The seemingly sourceless light, oscillating too languidly to notice between an off-magenta and a green that you hardly notice until it is nearly gone, fills you with an indistinct malaise. Occasionally you close your eyes, as if to halt your contamination by the subtle alien radiation, but the colors persist, swimming on the insides of your eyelids in an oily swirl. Echo 4 appears sporadically, typically in mid-sentence, and vanishes just as unpredictably. Your companions have long since fallen to sullen silence; when Midas last chastised Hardjack (for being stumbled into by him), you actually welcomed the break from the trudging tedium. Twice you stop to sip from your hydrators and massage cramping calves. Now and again, you pass signs of damage; cracked panels from which spill drifts of reflective dust and tangles of segmented tubes, or precise troughs and craters burned mirror smooth. You see great smeared stains upon the decks, of no hue of blood you know, but obvious nonetheless, and far too frequent for comfort.

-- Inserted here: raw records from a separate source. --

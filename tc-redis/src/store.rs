//! The key/value capability the storages are written against.

use std::sync::Arc;

use async_trait::async_trait;
use bytes::Bytes;
use chrono::{DateTime, Utc};

use crate::error::Error;

/// Remaining-TTL reply for a key without expiry.
pub const TTL_NO_EXPIRY: i64 = -1;
/// Remaining-TTL reply for a missing key.
pub const TTL_MISSING: i64 = -2;

/// A live handle to a key/value backend.
///
/// Handles are shared between storages, so implementations must be safe to
/// use from several tasks at once. Missing keys are reported through return
/// values, never through errors.
#[async_trait]
pub trait KeyValueStore: Send + Sync {
    /// Reads a value.
    async fn get(&self, key: &str) -> Result<Option<Bytes>, Error>;

    /// Writes a value, replacing any previous one and its expiry.
    async fn set(&self, key: &str, value: &[u8]) -> Result<(), Error>;

    /// Deletes a key. Deleting a missing key succeeds.
    async fn delete(&self, key: &str) -> Result<(), Error>;

    /// Checks whether a key exists.
    async fn exists(&self, key: &str) -> Result<bool, Error>;

    /// Makes a key expire at an absolute point in time.
    async fn expire_at(&self, key: &str, at: DateTime<Utc>) -> Result<(), Error>;

    /// Seconds until a key expires, [`TTL_NO_EXPIRY`] or [`TTL_MISSING`].
    async fn ttl(&self, key: &str) -> Result<i64, Error>;
}

#[async_trait]
impl<T> KeyValueStore for Arc<T>
where
    T: KeyValueStore + ?Sized,
{
    async fn get(&self, key: &str) -> Result<Option<Bytes>, Error> {
        (**self).get(key).await
    }

    async fn set(&self, key: &str, value: &[u8]) -> Result<(), Error> {
        (**self).set(key, value).await
    }

    async fn delete(&self, key: &str) -> Result<(), Error> {
        (**self).delete(key).await
    }

    async fn exists(&self, key: &str) -> Result<bool, Error> {
        (**self).exists(key).await
    }

    async fn expire_at(&self, key: &str, at: DateTime<Utc>) -> Result<(), Error> {
        (**self).expire_at(key, at).await
    }

    async fn ttl(&self, key: &str) -> Result<i64, Error> {
        (**self).ttl(key).await
    }
}
#![doc = include_str!("../README.md")]
#![warn(missing_docs)]

mod error;
mod request;
mod storage;

pub use error::{StorageError, StorageResult};
pub use request::{RequestParameters, ServerParameters};
pub use storage::{ResultStorage, Storage};

/// Raw image bytes as handed over by the host.
pub type Raw = bytes::Bytes;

After what seems like decis, and to your legs feels like cycles, you reach a change in the seemingly interminable passage. The corridor widens, Set in the wall before to your left is a small cylindrical alcove inset partially into the bulkhead, disappointingly mundane-seeming. Set in the floor of the alcove is a featurless crystalline disc, flush with the deck, and the only control of note appears to be a single, palm-sized hemisphere, bloodily reflective in the alien light. You peer closely, and begin to address Echo 4, but the hologram has vanished again.

“All this way for that,” Midas groans, holding his lower back as he stretches, “whatever that is...”

“What do you say, Skipper,” offers Ramadi, “up for a round of Door, Lift, or Toilet?”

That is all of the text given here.